:: Source data ::
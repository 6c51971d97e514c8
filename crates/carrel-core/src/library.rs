//! Library system.
//!
//! Owns the seat grid and the login session, and turns each [`Command`] into
//! a list of [`LibraryAction`]s. Pure: no clock reads, no disk. The caller
//! passes the current time in and executes `Persist` itself (see
//! [`crate::Runtime`]).
//!
//! # Invariants
//!
//! - A command that returns `Err` changed nothing.
//! - Every successful grid mutation, and `Quit`, yields exactly one
//!   [`LibraryAction::Persist`], ahead of the response.

use tracing::debug;

use crate::{
    access::{self, SeatView},
    command::Command,
    error::LibraryError,
    floor::ResizeReport,
    grid::{FLOORS, FloorBounds, SeatCoord, SeatGrid},
    reservation::CancelScope,
    seat::Reservation,
    session::{Identity, Session},
};

/// Library configuration
#[derive(Debug, Clone, Copy, PartialEq, Eq)]
pub struct LibraryConfig {
    /// Whether floors may be resized. When false every floor stays at full
    /// capacity and resize requests are rejected.
    pub resizable_floors: bool,
}

impl Default for LibraryConfig {
    fn default() -> Self {
        Self { resizable_floors: true }
    }
}

/// Actions produced by [`LibrarySystem::handle`].
#[derive(Debug, Clone, PartialEq, Eq)]
pub enum LibraryAction {
    /// Write the full grid to storage.
    Persist,
    /// Report a result to the operator.
    Respond(Response),
    /// Stop reading commands.
    Quit,
}

/// Successful result of a command.
#[derive(Debug, Clone, PartialEq, Eq)]
pub enum Response {
    /// Session now belongs to this identity.
    LoggedIn(Identity),
    /// Session ended. `None` when nobody was logged in.
    LoggedOut(Option<Identity>),
    /// Floor rendered for the current viewer.
    FloorView(FloorView),
    /// Seat reserved.
    Reserved {
        /// Seat that was reserved
        coord: SeatCoord,
        /// Stored reservation
        reservation: Reservation,
    },
    /// Seat cancelled.
    Cancelled {
        /// Seat that was emptied
        coord: SeatCoord,
        /// Reservation that was removed
        reservation: Reservation,
    },
    /// Bulk cancellation finished.
    BulkCancelled {
        /// Sweep that ran
        scope: CancelScope,
        /// Reservations removed
        count: usize,
    },
    /// Every reservation, ordered by floor, day, row, column.
    Listing(Vec<ListedReservation>),
    /// Grid emptied and layouts restored.
    Cleared {
        /// Reservations removed
        removed: usize,
    },
    /// Floor resized.
    Resized(ResizeReport),
}

/// One floor on one day as the current viewer may see it.
#[derive(Debug, Clone, PartialEq, Eq)]
pub struct FloorView {
    /// Floor index
    pub floor: usize,
    /// Day index
    pub day: usize,
    /// Active rectangle at the time of the view
    pub bounds: FloorBounds,
    /// `bounds.rows()` rows of `bounds.cols()` cells
    pub cells: Vec<Vec<SeatView>>,
}

/// Entry of a full listing.
#[derive(Debug, Clone, Copy, PartialEq, Eq)]
pub struct ListedReservation {
    /// Where
    pub coord: SeatCoord,
    /// Who and when
    pub reservation: Reservation,
}

/// Reservation system state machine.
///
/// Owned explicitly; independent instances do not share anything.
#[derive(Debug, Clone, PartialEq, Eq, Default)]
pub struct LibrarySystem {
    grid: SeatGrid,
    session: Session,
    config: LibraryConfig,
}

impl LibrarySystem {
    /// Empty grid, default layouts, nobody logged in.
    pub fn new(config: LibraryConfig) -> Self {
        Self::with_grid(SeatGrid::new(), config)
    }

    /// Start from an existing grid (typically a loaded snapshot).
    ///
    /// With floors locked, every floor is restored to full capacity. Cells
    /// outside a resized floor are always empty, so growing cancels nothing.
    pub fn with_grid(mut grid: SeatGrid, config: LibraryConfig) -> Self {
        if !config.resizable_floors {
            for floor in 0..FLOORS {
                if grid.all_bounds()[floor] != FloorBounds::DEFAULT {
                    debug!(
                        floor,
                        previous = %grid.all_bounds()[floor],
                        "layout locked at full size"
                    );
                    grid.set_bounds(floor, FloorBounds::DEFAULT);
                }
            }
        }
        Self { grid, session: Session::new(), config }
    }

    /// Current grid.
    pub fn grid(&self) -> &SeatGrid {
        &self.grid
    }

    /// Current session.
    pub fn session(&self) -> &Session {
        &self.session
    }

    /// Configuration.
    pub fn config(&self) -> LibraryConfig {
        self.config
    }

    /// Process one command and return the actions to execute.
    ///
    /// `now` is the wall-clock time in Unix seconds, used to stamp new
    /// reservations.
    pub fn handle(
        &mut self,
        command: Command,
        now: i64,
    ) -> Result<Vec<LibraryAction>, LibraryError> {
        let persist = command.is_mutating();

        let response = match command {
            Command::Login { name } => Response::LoggedIn(self.login(&name)?),
            Command::Logout => Response::LoggedOut(self.logout()),
            Command::View { floor, day } => Response::FloorView(self.view(floor, day)?),
            Command::Reserve { coord, target } => {
                let reservation = self.reserve(coord, target, now)?;
                Response::Reserved { coord, reservation }
            },
            Command::Cancel { coord } => {
                let reservation = self.cancel(coord)?;
                Response::Cancelled { coord, reservation }
            },
            Command::ListAll => Response::Listing(self.list_all()?),
            Command::Clear => Response::Cleared { removed: self.clear()? },
            Command::CancelDay { day } => {
                let scope = CancelScope::Day(day);
                Response::BulkCancelled { scope, count: self.cancel_where(scope)? }
            },
            Command::CancelFloor { floor } => {
                let scope = CancelScope::Floor(floor);
                Response::BulkCancelled { scope, count: self.cancel_where(scope)? }
            },
            Command::ResizeFloor { floor, rows, cols } => {
                Response::Resized(self.resize_floor(floor, rows, cols)?)
            },
            Command::Quit => return Ok(vec![LibraryAction::Persist, LibraryAction::Quit]),
        };

        let mut actions = Vec::with_capacity(2);
        if persist {
            actions.push(LibraryAction::Persist);
        }
        actions.push(LibraryAction::Respond(response));
        Ok(actions)
    }

    /// Log in, replacing any current identity.
    ///
    /// An invalid name leaves the session untouched.
    pub fn login(&mut self, name: &str) -> Result<Identity, LibraryError> {
        let identity = Identity::parse(name)?;
        let previous = self.session.login(identity);
        debug!(%identity, ?previous, "logged in");
        Ok(identity)
    }

    /// Log out. Returns who was logged in.
    pub fn logout(&mut self) -> Option<Identity> {
        let previous = self.session.logout();
        debug!(?previous, "logged out");
        previous
    }

    /// Project one floor on one day for the current viewer.
    ///
    /// Allowed without logging in; anonymous viewers see only free or taken.
    pub fn view(&self, floor: usize, day: usize) -> Result<FloorView, LibraryError> {
        let bounds = self.grid.bounds(floor)?;
        SeatGrid::check_day(day)?;

        let mut cells = Vec::with_capacity(bounds.rows());
        for row in 0..bounds.rows() {
            let mut line = Vec::with_capacity(bounds.cols());
            for col in 0..bounds.cols() {
                let seat = self.grid.get(SeatCoord::new(floor, row, col, day))?;
                line.push(access::seat_view(&self.session, seat));
            }
            cells.push(line);
        }

        Ok(FloorView { floor, day, bounds, cells })
    }

    /// Reserve a seat for `target` (administrator) or for oneself.
    ///
    /// Checked in order: logged in, target valid, coordinate active, seat
    /// empty.
    pub fn reserve(
        &mut self,
        coord: SeatCoord,
        target: Option<char>,
        now: i64,
    ) -> Result<Reservation, LibraryError> {
        let grant = access::authorize_reserve(&self.session, target)?;
        self.grid.reserve(coord, grant, now)
    }

    /// Cancel a reservation the session is allowed to cancel.
    pub fn cancel(&mut self, coord: SeatCoord) -> Result<Reservation, LibraryError> {
        access::require_login(&self.session)?;
        let held = *self
            .grid
            .get(coord)?
            .reservation()
            .ok_or(LibraryError::NotReserved { coord })?;
        access::authorize_cancel(&self.session, &held)?;
        self.grid.cancel(coord)
    }

    /// Every reservation, for the administrator.
    pub fn list_all(&self) -> Result<Vec<ListedReservation>, LibraryError> {
        access::require_admin(&self.session)?;
        Ok(self
            .grid
            .reservations()
            .into_iter()
            .map(|(coord, reservation)| ListedReservation { coord, reservation })
            .collect())
    }

    /// Empty every seat and restore default layouts (administrator).
    pub fn clear(&mut self) -> Result<usize, LibraryError> {
        access::require_admin(&self.session)?;
        Ok(self.grid.clear())
    }

    /// Bulk cancellation by day or floor (administrator).
    pub fn cancel_where(&mut self, scope: CancelScope) -> Result<usize, LibraryError> {
        access::require_admin(&self.session)?;
        Ok(self.grid.cancel_where(scope)?)
    }

    /// Cancel every reservation on `day` (administrator).
    pub fn cancel_day(&mut self, day: usize) -> Result<usize, LibraryError> {
        self.cancel_where(CancelScope::Day(day))
    }

    /// Cancel every reservation on `floor` (administrator).
    pub fn cancel_floor(&mut self, floor: usize) -> Result<usize, LibraryError> {
        self.cancel_where(CancelScope::Floor(floor))
    }

    /// Resize a floor (administrator), cancelling reservations that fall
    /// outside the new rectangle.
    pub fn resize_floor(
        &mut self,
        floor: usize,
        rows: usize,
        cols: usize,
    ) -> Result<ResizeReport, LibraryError> {
        access::require_admin(&self.session)?;
        if !self.config.resizable_floors {
            SeatGrid::check_floor(floor)?;
            return Err(LibraryError::InvalidFloorConfig { floor, rows, cols });
        }
        self.grid.resize_floor(floor, rows, cols)
    }
}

:: Task to complete ::
Your response should contain each line of the listing in which the word "removed" occurs.

:: Response box ::
        /// Reservation that was removed
        /// Reservations removed
        /// Reservations removed
        removed: usize,
            Command::Clear => Response::Cleared { removed: self.clear()? },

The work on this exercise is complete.